From the records below, set down exactly the lines starting with the line that contains "pub mod chat;" and going on through the line that contains "costs one write". Nothing else is wanted.
======== THE DATA ========
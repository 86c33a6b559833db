//! Core business logic - framework-agnostic operations over the database and
//! the external service seams. The `api` layer only parses requests and maps
//! results; everything with a rule in it lives here.

/// Campaign creation, listing and moderation
pub mod campaign;
/// Support chat threads
pub mod chat;
/// Payment link issuing (checkout)
pub mod checkout;
/// Community posts, likes and comments
pub mod community;
/// Donation ledger queries and audits
pub mod donation;
/// Ledger writer for confirmed payments
pub mod ledger;
/// Moderation decisions shared by reviewed records
pub mod moderation;
/// News articles
pub mod news;
/// Direct and broadcast notifications
pub mod notification;
/// Organizations and organization registration requests
pub mod organization;
/// File upload preparation
pub mod upload;
/// User profiles and roles
pub mod user;
/// Webhook verification and dispatch
pub mod webhook;
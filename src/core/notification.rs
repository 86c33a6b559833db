//! Notification business logic.
//!
//! Direct notifications are one row per recipient. Announcements that concern
//! every user (a new campaign, a news article) are stored once as a broadcast
//! and merged into each user's feed at read time, so publishing costs one write
//! regardless of how many users exist. A user sees every broadcast created at
//! or after their registration.

use crate::{
    entities::{
        Notification, NotificationColumn, NotificationKind, NotificationRead,
        NotificationReadColumn, User, notification, notification_read,
    },
    errors::{Error, Result},
};
use chrono::{DateTime, Utc};
use sea_orm::{Condition, QueryOrder, Set, prelude::*};
use serde::Serialize;
use std::collections::HashSet;
use tracing::{debug, info};
use uuid::Uuid;

/// One entry of a user's feed.
#[derive(Debug, Clone, PartialEq, Eq, Serialize)]
#[serde(rename_all = "camelCase")]
pub struct NotificationView {
    pub id: String,
    pub kind: NotificationKind,
    pub message: String,
    pub link: Option<String>,
    pub read: bool,
    /// Whether the entry is a broadcast rather than addressed to the user
    pub broadcast: bool,
    pub created_at: DateTime<Utc>,
}

async fn insert<C: ConnectionTrait>(
    db: &C,
    recipient: Option<String>,
    kind: NotificationKind,
    message: String,
    link: Option<String>,
) -> Result<notification::Model> {
    notification::ActiveModel {
        id: Set(Uuid::new_v4().to_string()),
        user_id: Set(recipient),
        kind: Set(kind),
        message: Set(message),
        read: Set(false),
        link: Set(link),
        created_at: Set(Utc::now()),
    }
    .insert(db)
    .await
    .map_err(Into::into)
}

/// Sends a notification to a single user.
pub async fn notify<C: ConnectionTrait>(
    db: &C,
    user_id: &str,
    kind: NotificationKind,
    message: String,
    link: Option<String>,
) -> Result<notification::Model> {
    let created = insert(db, Some(user_id.to_string()), kind, message, link).await?;
    debug!(user_id, kind = ?kind, "Sent notification {}", created.id);
    Ok(created)
}

/// Publishes a notification to every registered user.
pub async fn broadcast<C: ConnectionTrait>(
    db: &C,
    kind: NotificationKind,
    message: String,
    link: Option<String>,
) -> Result<notification::Model> {
    let created = insert(db, None, kind, message, link).await?;
    info!(kind = ?kind, "Broadcast notification {}", created.id);
    Ok(created)
}

/// Returns the user's feed, newest first.
pub async fn list_for_user(db: &DatabaseConnection, user_id: &str) -> Result<Vec<NotificationView>> {
    let user = User::find_by_id(user_id.to_string())
        .one(db)
        .await?
        .ok_or_else(|| Error::NotFound {
            entity: "user",
            id: user_id.to_string(),
        })?;

    let rows = Notification::find()
        .filter(
            Condition::any()
                .add(NotificationColumn::UserId.eq(user_id))
                .add(
                    Condition::all()
                        .add(NotificationColumn::UserId.is_null())
                        .add(NotificationColumn::CreatedAt.gte(user.created_at)),
                ),
        )
        .order_by_desc(NotificationColumn::CreatedAt)
        .all(db)
        .await?;

    let receipts: HashSet<String> = NotificationRead::find()
        .filter(NotificationReadColumn::UserId.eq(user_id))
        .all(db)
        .await?
        .into_iter()
        .map(|r| r.notification_id)
        .collect();

    Ok(rows
        .into_iter()
        .map(|n| {
            let broadcast = n.user_id.is_none();
            let read = if broadcast {
                receipts.contains(&n.id)
            } else {
                n.read
            };
            NotificationView {
                id: n.id,
                kind: n.kind,
                message: n.message,
                link: n.link,
                read,
                broadcast,
                created_at: n.created_at,
            }
        })
        .collect())
}

/// Number of unread entries in the user's feed.
pub async fn unread_count(db: &DatabaseConnection, user_id: &str) -> Result<usize> {
    Ok(list_for_user(db, user_id)
        .await?
        .iter()
        .filter(|n| !n.read)
        .count())
}

/// Marks one feed entry as read for `user_id`. Marking twice is a no-op.
pub async fn mark_read(db: &DatabaseConnection, user_id: &str, notification_id: &str) -> Result<()> {
    let not_found = || Error::NotFound {
        entity: "notification",
        id: notification_id.to_string(),
    };
    let found = Notification::find_by_id(notification_id.to_string())
        .one(db)
        .await?
        .ok_or_else(not_found)?;

    match found.user_id.as_deref() {
        Some(recipient) if recipient == user_id => {
            if !found.read {
                let mut active: notification::ActiveModel = found.into();
                active.read = Set(true);
                active.update(db).await?;
            }
        }
        // Someone else's notification
        Some(_) => return Err(not_found()),
        None => {
            let already = NotificationRead::find()
                .filter(NotificationReadColumn::NotificationId.eq(notification_id))
                .filter(NotificationReadColumn::UserId.eq(user_id))
                .one(db)
                .await?;
            if already.is_none() {
                notification_read::ActiveModel {
                    id: Set(Uuid::new_v4().to_string()),
                    notification_id: Set(notification_id.to_string()),
                    user_id: Set(user_id.to_string()),
                    read_at: Set(Utc::now()),
                }
                .insert(db)
                .await?;
            }
        }
    }
    Ok(())
}
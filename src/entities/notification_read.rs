//! Read receipt for a broadcast notification.

use sea_orm::entity::prelude::*;
use serde::{Deserialize, Serialize};

/// Notification read receipt database model
#[derive(Clone, Debug, PartialEq, Eq, DeriveEntityModel, Serialize, Deserialize)]
#[sea_orm(table_name = "notification_reads")]
pub struct Model {
    #[sea_orm(primary_key, auto_increment = false)]
    pub id: String,
    pub notification_id: String,
    pub user_id: String,
    pub read_at: DateTimeUtc,
}

#[derive(Copy, Clone, Debug, EnumIter, DeriveRelation)]
pub enum Relation {}

impl ActiveModelBehavior for ActiveModel {}
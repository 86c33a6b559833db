//! Pending donation entity - a staged intent to donate awaiting gateway confirmation.
//!
//! Rows are created by the checkout flow and consumed (deleted) by the ledger
//! writer in the same transaction that books the donation. `order_code` is the
//! short numeric key the payment gateway echoes back in its webhook.

use sea_orm::entity::prelude::*;
use serde::{Deserialize, Serialize};

/// Pending donation database model
#[derive(Clone, Debug, PartialEq, Eq, DeriveEntityModel, Serialize, Deserialize)]
#[sea_orm(table_name = "pending_donations")]
pub struct Model {
    /// Globally unique identifier of the intent
    #[sea_orm(primary_key, auto_increment = false)]
    pub id: String,
    /// Gateway correlation code, unique among staged intents
    #[sea_orm(unique)]
    pub order_code: i64,
    /// Campaign the donor is giving to
    pub campaign_id: String,
    /// Donor account id, empty for guests
    pub user_id: String,
    /// Name typed at checkout
    pub customer_name: String,
    /// Amount declared by the client (the gateway amount is authoritative)
    pub amount: i64,
    /// Whether the donor asked to stay anonymous
    pub is_anonymous: bool,
    /// When the intent was staged
    pub created_at: DateTimeUtc,
}

/// `PendingDonation` has no relationships with other entities
#[derive(Copy, Clone, Debug, EnumIter, DeriveRelation)]
pub enum Relation {}

impl ActiveModelBehavior for ActiveModel {}
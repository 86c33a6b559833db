//! Notification entity.
//!
//! A row with `user_id = None` is a broadcast: it is shown to every user who
//! registered before it was created. Read state of broadcasts lives in
//! `notification_reads`; direct notifications use the `read` column.

use super::sea_orm_active_enums::NotificationKind;
use sea_orm::entity::prelude::*;
use serde::{Deserialize, Serialize};

/// Notification database model
#[derive(Clone, Debug, PartialEq, Eq, DeriveEntityModel, Serialize, Deserialize)]
#[sea_orm(table_name = "notifications")]
#[serde(rename_all = "camelCase")]
pub struct Model {
    /// Unique identifier for the notification
    #[sea_orm(primary_key, auto_increment = false)]
    pub id: String,
    /// Recipient uid, `None` for broadcasts
    pub user_id: Option<String>,
    /// Trigger
    pub kind: NotificationKind,
    /// Text shown to the user
    pub message: String,
    /// Read flag for direct notifications
    pub read: bool,
    /// In-app link to follow
    pub link: Option<String>,
    /// When the notification was created
    pub created_at: DateTimeUtc,
}

/// `Notification` has no relationships with other entities
#[derive(Copy, Clone, Debug, EnumIter, DeriveRelation)]
pub enum Relation {}

impl ActiveModelBehavior for ActiveModel {}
========
EXERCISE RESULT:
pub mod chat;
/// Payment link issuing (checkout)
pub mod checkout;
/// Community posts, likes and comments
pub mod community;
/// Donation ledger queries and audits
pub mod donation;
/// Ledger writer for confirmed payments
pub mod ledger;
/// Moderation decisions shared by reviewed records
pub mod moderation;
/// News articles
pub mod news;
/// Direct and broadcast notifications
pub mod notification;
/// Organizations and organization registration requests
pub mod organization;
/// File upload preparation
pub mod upload;
/// User profiles and roles
pub mod user;
/// Webhook verification and dispatch
pub mod webhook;
filename src/core/notification.rs
repository 86c33a6b559833db
//! Notification business logic.
//!
//! Direct notifications are one row per recipient. Announcements that concern
//! every user (a new campaign, a news article) are stored once as a broadcast
//! and merged into each user's feed at read time, so publishing costs one write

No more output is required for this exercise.